=== Section Start ===
//! 预设加载
//!
//! 默认使用编译时内嵌的模板, 设置了模板目录时从磁盘读取。
//! 主模板不可用时返回错误, 同时附带一份最小默认预设表, 调用方永远拿得到可用的表。

use std::{
    env, fs,
    path::{Path, PathBuf},
};

use tracing::{info, warn};

use crate::{
    error::{Error, Result},
    locale::Locale,
    preset::table::{ActionDocument, PresetTable},
};

/// 模板目录环境变量
pub const TEMPLATES_DIR_ENV: &str = "WAN22_PROMPT_TEMPLATES_DIR";

const BUILTIN_SOURCE: &str = "<builtin>";

/// 加载配置
#[derive(Debug, Default, Clone)]
pub struct StoreConfig {
    /// 模板目录, 为空时使用内嵌模板
    pub templates_dir: Option<PathBuf>,
    pub locale: Locale,
}

impl StoreConfig {
    pub fn new(locale: Locale) -> Self {
        Self {
            templates_dir: None,
            locale,
        }
    }

    /// 从环境变量读取模板目录
    pub fn from_env(locale: Locale) -> Self {
        let templates_dir = env::var_os(TEMPLATES_DIR_ENV)
            .filter(|dir| !dir.is_empty())
            .map(PathBuf::from);
        Self {
            templates_dir,
            locale,
        }
    }

    pub fn with_templates_dir(mut self, dir: impl Into<PathBuf>) -> Self {
        self.templates_dir = Some(dir.into());
        self
    }

    /// 主模板文件路径
    pub fn templates_path(&self) -> Option<PathBuf> {
        self.templates_dir
            .as_ref()
            .map(|dir| dir.join(self.locale.strings().templates_file))
    }

    /// 人物动作文件路径
    pub fn actions_path(&self) -> Option<PathBuf> {
        self.templates_dir
            .as_ref()
            .map(|dir| dir.join(self.locale.strings().actions_file))
    }
}

/// 主模板加载失败, 附带最小默认预设表
#[derive(Debug)]
pub struct LoadFailure {
    pub error: Error,
    pub fallback: PresetTable,
}

/// 预设仓库
pub struct PresetStore;

impl PresetStore {
    /// 加载预设表
    pub fn load(config: &StoreConfig) -> std::result::Result<PresetTable, LoadFailure> {
        let locale = config.locale;
        let strings = locale.strings();

        let table = match config.templates_dir {
            Some(_) => Self::load_from_disk(config),
            None => Self::from_documents(
                BUILTIN_SOURCE,
                strings.builtin_templates,
                Some(strings.builtin_actions),
                locale,
            ),
        };

        table.map_err(|error| LoadFailure {
            error,
            fallback: PresetTable::minimal(locale),
        })
    }

    /// 加载预设表, 失败时记录日志并返回最小默认预设表
    pub fn load_or_fallback(config: &StoreConfig) -> PresetTable {
        match Self::load(config) {
            Ok(table) => table,
            Err(LoadFailure { error, fallback }) => {
                warn!("using minimal default presets, {error}");
                fallback
            }
        }
    }

    /// 从 JSON 文本构建预设表
    ///
    /// 人物动作文件是可选的, 解析失败时忽略并保留主模板中的动作配置。
    pub fn from_documents(
        source: &str,
        templates: &str,
        actions: Option<&str>,
        locale: Locale,
    ) -> Result<PresetTable> {
        let mut table: PresetTable =
            serde_json::from_str(templates).map_err(|e| Error::ConfigLoad {
                path: source.to_string(),
                reason: e.to_string(),
            })?;

        if let Some(actions) = actions {
            match serde_json::from_str::<ActionDocument>(actions) {
                Ok(document) => {
                    table.merge_actions(document, locale.strings().sentinels.action);
                }
                Err(e) => warn!("ignoring character actions from {source}, {e}"),
            }
        }

        info!(
            "loaded parameter options: {:?}",
            table.parameter_options.keys().collect::<Vec<_>>()
        );
        for (name, options) in &table.parameter_options {
            info!("{name}: {} options", options.len());
        }

        Ok(table)
    }

    fn load_from_disk(config: &StoreConfig) -> Result<PresetTable> {
        let templates_path = config
            .templates_path()
            .ok_or_else(|| Error::InvalidInput("templates directory is not set".to_string()))?;
        let templates = Self::read(&templates_path)?;

        let actions = config
            .actions_path()
            .filter(|path| path.is_file())
            .and_then(|path| match Self::read(&path) {
                Ok(content) => Some(content),
                Err(e) => {
                    warn!("{e}");
                    None
                }
            });

        Self::from_documents(
            &templates_path.to_string_lossy(),
            &templates,
            actions.as_deref(),
            config.locale,
        )
    }

    fn read(path: &Path) -> Result<String> {
        fs::read_to_string(path).map_err(|e| Error::ConfigLoad {
            path: path.to_string_lossy().to_string(),
            reason: e.to_string(),
        })
    }
}

#[cfg(test)]
mod tests {
    use super::*;
    use crate::types::ParameterKind;

    const TEMPLATES: &str = r#"{
        "parameter_options": {
            "subject_type": ["Character", "Object"],
            "character_action": ["No Specific Action", "Walking"]
        },
        "character action presets": {"actions": {"Walking": {"description": "The subject walks."}}}
    }"#;

    const ACTIONS: &str = r#"{"actions": [{"id": 1, "name": "Running", "description": "The subject runs."}]}"#;

    #[test]
    fn test_builtin_tables_load() {
        for locale in [Locale::En, Locale::Zh] {
            let table = PresetStore::load(&StoreConfig::new(locale));
            assert!(table.is_ok(), "{locale} builtin templates failed to load");
        }
    }

    #[test]
    fn test_load_from_dir_merges_actions() -> anyhow::Result<()> {
        let dir = tempfile::tempdir()?;
        fs::write(dir.path().join("wan22_templates.json"), TEMPLATES)?;
        fs::write(dir.path().join("character_actions.json"), ACTIONS)?;

        let config = StoreConfig::new(Locale::En).with_templates_dir(dir.path());
        let table = PresetStore::load(&config).map_err(|f| f.error)?;

        assert_eq!(
            table.options(ParameterKind::CharacterAction),
            ["No Specific Action", "1 - Running"]
        );
        assert!(table.action_library.contains_key("1 - Running"));
        Ok(())
    }

    #[test]
    fn test_missing_actions_file_keeps_base_options() -> anyhow::Result<()> {
        let dir = tempfile::tempdir()?;
        fs::write(dir.path().join("wan22_templates.json"), TEMPLATES)?;

        let config = StoreConfig::new(Locale::En).with_templates_dir(dir.path());
        let table = PresetStore::load(&config).map_err(|f| f.error)?;

        assert_eq!(
            table.options(ParameterKind::CharacterAction),
            ["No Specific Action", "Walking"]
        );
        assert!(table.action_library.is_empty());
        Ok(())
    }

    #[test]
    fn test_malformed_actions_file_is_ignored() -> anyhow::Result<()> {
        let dir = tempfile::tempdir()?;
        fs::write(dir.path().join("wan22_templates.json"), TEMPLATES)?;
        fs::write(dir.path().join("character_actions.json"), "{ not json")?;

        let config = StoreConfig::new(Locale::En).with_templates_dir(dir.path());
        let table = PresetStore::load(&config).map_err(|f| f.error)?;
        assert_eq!(table.options(ParameterKind::CharacterAction).len(), 2);
        Ok(())
    }

    #[test]
    fn test_missing_primary_returns_fallback() -> anyhow::Result<()> {
        let dir = tempfile::tempdir()?;
        let config = StoreConfig::new(Locale::Zh).with_templates_dir(dir.path());

        let failure = match PresetStore::load(&config) {
            Ok(_) => anyhow::bail!("expected a load failure"),
            Err(failure) => failure,
        };
        assert!(matches!(failure.error, Error::ConfigLoad { .. }));
        assert_eq!(
            failure.fallback.options(ParameterKind::SubjectType),
            ["角色", "物体"]
        );
        Ok(())
    }

    #[test]
    fn test_malformed_primary_returns_fallback() -> anyhow::Result<()> {
        let dir = tempfile::tempdir()?;
        fs::write(dir.path().join("wan22_templates.json"), "[1, 2")?;
        let config = StoreConfig::new(Locale::En).with_templates_dir(dir.path());

        match PresetStore::load(&config) {
            Err(LoadFailure {
                error: Error::ConfigLoad { path, .. },
                ..
            }) => assert!(path.ends_with("wan22_templates.json"), "{path}"),
            other => anyhow::bail!("expected a config load error, got {other:?}"),
        }

        let table = PresetStore::load_or_fallback(&config);
        assert_eq!(table.character_camera.len(), 1);
        assert_eq!(
            table.options(ParameterKind::Lighting),
            ["No Lighting Effect"]
        );
        Ok(())
    }
}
=== Section End ===
◆ TASK ◆
Say how many lines of the data hold the string "PresetStore". Reply with the number alone.

◆ RESPONSE TO THIS EXERCISE ◆
9